The upper premolars exhibit a similar number of lakes (between four and six). Unlike the specimens from Nebraska that mostly show six or seven fossettes, most of the specimens from Nevada exhibit five lakes. The anterofossette is the largest fossette and remains branched late in wear. This is similar to the Great Plains specimens ( Korth, 2000). The fossettes are more or less anteroposteriorly orientated. In late stages of wear, the anterofossette is the only lake to occupy the anterior lobe of the P4 and is still forked (e.g. UCMP 316007, a stage 4 tooth). In the DP4, the anterolingual fossette runs more labiolingually (e.g. UCMP 316437). The anterofossette is joined to the anterolingual fossette early on in wear (early stage 1, e.g. UCMP 316008). It becomes larger with ontogeny but does not split. The parafossette does not appear to split, but varies greatly in size and shape across individuals of the same wear stage. The posterolabial fossette also shows different sizes and shapes and may be large in some specimens. The posterolingual fossette is one of the earliest to close and does not change much in size or shape relative to the other lakes. The anterolingual fossette does not split in any specimen observed but comes close to it in one mid-wear stage (stage 3) specimen (UCMP 130247). There is an additional lake located near the former position of the worn-off protocone. This lake is present in four different specimens ranging from wear stages 1 to 4.

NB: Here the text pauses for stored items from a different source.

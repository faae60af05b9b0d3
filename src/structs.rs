use chrono::{Datelike, NaiveDate};
use log::{Log, Metadata, Record as LogRecord};

/// Simple logger implementation
pub struct SimpleLogger;

impl Log for SimpleLogger {
    fn enabled(&self, _metadata: &Metadata) -> bool {
        true
    }

    fn log(&self, record: &LogRecord) {
        println!("[{}] {}", record.level(), record.args());
    }

    fn flush(&self) {}
}

/// One synthesized day as it leaves the generator. `None` marks a missing
/// reading that the cleaning stage has to fill in.
#[derive(Debug, Clone, PartialEq)]
pub struct RawRecord {
    pub date: NaiveDate,
    pub temperature: Option<f64>,
    pub rainfall: Option<f64>,
    pub humidity: u32,
}

/// A cleaned daily observation. Temperature and rainfall are always present.
#[derive(Debug, Clone, PartialEq)]
pub struct WeatherRecord {
    pub date: NaiveDate,
    pub temperature: f64,
    pub rainfall: f64,
    pub humidity: u32,
}

impl WeatherRecord {
    /// Calendar month (1-12) this observation falls in.
    pub fn month(&self) -> u32 {
        self.date.month()
    }
}

/// Whole-year temperature statistics
#[derive(Debug, Clone)]
pub struct YearlyStats {
    pub temp_mean: f64,
    pub temp_max: f64,
    pub temp_min: f64,
    pub temp_std: f64,
}

/// Per-month aggregate over the cleaned records
#[derive(Debug, Clone)]
pub struct MonthlyStats {
    pub month: u32,
    pub temp_mean: f64,
    pub temp_min: f64,
    pub temp_max: f64,
    pub temp_std: f64,
    pub rainfall_total: f64,
    pub humidity_mean: f64,
    pub count: u32,
}
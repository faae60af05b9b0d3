#[derive(Debug, thiserror::Error)]
pub enum PipelineError {
    #[error("I/O Error: {0}")]
    Io(#[from] std::io::Error),
    #[error("Data Error: {0}")]
    Data(String),
    #[error("CSV Error: {0}")]
    Csv(#[from] csv::Error),
    #[error("Plot Error: {0}")]
    Plot(String),
}

pub type Result<T> = std::result::Result<T, PipelineError>;
use crate::error::{PipelineError, Result};
use crate::structs::{MonthlyStats, WeatherRecord};
use log::debug;
use plotters::coord::Shift;
use plotters::prelude::*;
use std::path::Path;

const CAPTION_FONT: (&str, u32) = ("sans-serif", 30);

fn plot_err<E: std::fmt::Display>(e: E) -> PipelineError {
    PipelineError::Plot(e.to_string())
}

/// Renders all four chart files into the output directory.
///
/// Each chart gets its own drawing area which is drawn, presented and
/// dropped before the next chart starts; existing files are overwritten.
///
/// # Errors
/// Returns `PipelineError::Plot` if a backend or drawing operation fails,
/// including filesystem write failures.
pub fn render_charts(
    records: &[WeatherRecord],
    monthly: &[MonthlyStats],
    output_dir: &Path,
) -> Result<()> {
    daily_temperature(records, &output_dir.join("daily_temperature.png"))?;
    monthly_rainfall(monthly, &output_dir.join("monthly_rainfall.png"))?;
    humidity_scatter(records, &output_dir.join("humidity_vs_temperature.png"))?;
    combined_overview(records, &output_dir.join("combined_plot.png"))?;

    debug!("Rendered 4 charts into {}", output_dir.display());
    Ok(())
}

/// Line chart of daily temperature across the year.
pub fn daily_temperature(records: &[WeatherRecord], path: &Path) -> Result<()> {
    let root = BitMapBackend::new(path, (1000, 500)).into_drawing_area();
    root.fill(&WHITE).map_err(plot_err)?;
    temperature_panel(records, &root)?;
    root.present().map_err(plot_err)?;
    Ok(())
}

/// Bar chart of summed rainfall per month.
pub fn monthly_rainfall(monthly: &[MonthlyStats], path: &Path) -> Result<()> {
    let root = BitMapBackend::new(path, (800, 500)).into_drawing_area();
    root.fill(&WHITE).map_err(plot_err)?;

    let max_total = monthly
        .iter()
        .map(|m| m.rainfall_total)
        .fold(0.0f64, f64::max);
    let y_max = if max_total > 0.0 { max_total * 1.1 } else { 1.0 };

    let mut chart = ChartBuilder::on(&root)
        .caption("Monthly Rainfall Totals", CAPTION_FONT.into_font())
        .margin(5)
        .x_label_area_size(40)
        .y_label_area_size(50)
        .build_cartesian_2d((1u32..13u32).into_segmented(), 0.0..y_max)
        .map_err(plot_err)?;

    chart
        .configure_mesh()
        .x_desc("Month")
        .y_desc("Rainfall (mm)")
        .draw()
        .map_err(plot_err)?;

    chart
        .draw_series(
            Histogram::vertical(&chart)
                .style(BLUE.filled())
                .margin(8)
                .data(monthly.iter().map(|m| (m.month, m.rainfall_total))),
        )
        .map_err(plot_err)?;

    root.present().map_err(plot_err)?;
    Ok(())
}

/// Scatter plot of humidity against temperature, one point per day.
pub fn humidity_scatter(records: &[WeatherRecord], path: &Path) -> Result<()> {
    let root = BitMapBackend::new(path, (800, 500)).into_drawing_area();
    root.fill(&WHITE).map_err(plot_err)?;
    humidity_panel(records, &root)?;
    root.present().map_err(plot_err)?;
    Ok(())
}

/// Two-panel figure: the temperature line on top, the humidity scatter below.
pub fn combined_overview(records: &[WeatherRecord], path: &Path) -> Result<()> {
    let root = BitMapBackend::new(path, (1000, 800)).into_drawing_area();
    root.fill(&WHITE).map_err(plot_err)?;

    let (upper, lower) = root.split_vertically(400);
    temperature_panel(records, &upper)?;
    humidity_panel(records, &lower)?;

    root.present().map_err(plot_err)?;
    Ok(())
}

fn temperature_panel(
    records: &[WeatherRecord],
    area: &DrawingArea<BitMapBackend<'_>, Shift>,
) -> Result<()> {
    let (first, last) = match (records.first(), records.last()) {
        (Some(first), Some(last)) => (first.date, last.date),
        _ => return Err(PipelineError::Plot("no records to plot".to_string())),
    };
    let (temp_lo, temp_hi) = padded_range(records.iter().map(|r| r.temperature));

    let mut chart = ChartBuilder::on(area)
        .caption("Daily Temperature Trend", CAPTION_FONT.into_font())
        .margin(5)
        .x_label_area_size(40)
        .y_label_area_size(50)
        .build_cartesian_2d(first..last, temp_lo..temp_hi)
        .map_err(plot_err)?;

    chart
        .configure_mesh()
        .x_desc("Date")
        .y_desc("Temperature (°C)")
        .draw()
        .map_err(plot_err)?;

    chart
        .draw_series(LineSeries::new(
            records.iter().map(|r| (r.date, r.temperature)),
            BLUE,
        ))
        .map_err(plot_err)?;

    Ok(())
}

fn humidity_panel(
    records: &[WeatherRecord],
    area: &DrawingArea<BitMapBackend<'_>, Shift>,
) -> Result<()> {
    let (hum_lo, hum_hi) = padded_range(records.iter().map(|r| r.humidity as f64));
    let (temp_lo, temp_hi) = padded_range(records.iter().map(|r| r.temperature));

    let mut chart = ChartBuilder::on(area)
        .caption("Humidity vs Temperature", CAPTION_FONT.into_font())
        .margin(5)
        .x_label_area_size(40)
        .y_label_area_size(50)
        .build_cartesian_2d(hum_lo..hum_hi, temp_lo..temp_hi)
        .map_err(plot_err)?;

    chart
        .configure_mesh()
        .x_desc("Humidity (%)")
        .y_desc("Temperature (°C)")
        .draw()
        .map_err(plot_err)?;

    chart
        .draw_series(
            records
                .iter()
                .map(|r| Circle::new((r.humidity as f64, r.temperature), 3, BLUE.filled())),
        )
        .map_err(plot_err)?;

    Ok(())
}

/// Smallest range covering all values, widened by a small margin on each
/// side. Falls back to (0, 1) for empty input.
fn padded_range(values: impl Iterator<Item = f64>) -> (f64, f64) {
    let (lo, hi) = values.fold((f64::INFINITY, f64::NEG_INFINITY), |(lo, hi), v| {
        (lo.min(v), hi.max(v))
    });
    if lo > hi {
        return (0.0, 1.0);
    }
    let pad = ((hi - lo) * 0.05).max(0.5);
    (lo - pad, hi + pad)
}

#[cfg(test)]
mod tests {
    use super::*;
    use crate::generate::generate_year;
    use crate::transform::{clean, monthly_stats};
    use std::env;
    use std::fs;

    #[test]
    fn test_padded_range_widens_the_span() {
        let (lo, hi) = padded_range([10.0, 20.0].into_iter());
        assert!(lo < 10.0);
        assert!(hi > 20.0);
    }

    #[test]
    fn test_padded_range_of_empty_input() {
        assert_eq!(padded_range(std::iter::empty()), (0.0, 1.0));
    }

    #[test]
    fn test_render_charts_writes_four_files() {
        let dir = env::temp_dir().join("weatherviz_test_charts");
        fs::create_dir_all(&dir).unwrap();

        let records = clean(&generate_year(2023, 42).unwrap());
        let monthly = monthly_stats(&records);

        render_charts(&records, &monthly, &dir).unwrap();

        for name in [
            "daily_temperature.png",
            "monthly_rainfall.png",
            "humidity_vs_temperature.png",
            "combined_plot.png",
        ] {
            let path = dir.join(name);
            let metadata = fs::metadata(&path).unwrap();
            assert!(metadata.len() > 0, "{} should not be empty", name);
            fs::remove_file(&path).unwrap();
        }

        fs::remove_dir(&dir).unwrap();
    }
}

Description of the postcranial elements: Postcranial elements catalogued under the same specimen numbers as dental material confidently identifiable as Al. vetus are shown in Figure 6 View Figure 6 . The single anterior caudal vertebra of Al. vetus belongs to a juvenile specimen (UCMP 130250) from the Virgin Valley Formation. It is anteroposteriorly elongated, more so than in a specimen of Ap. rufa of similar size and age (UOMNH R-8453).The zygapophyses are small. The transverse processes are broadened posteriorly. The epiphyses of the vertebra are missing from this specimen. The neural spine is small.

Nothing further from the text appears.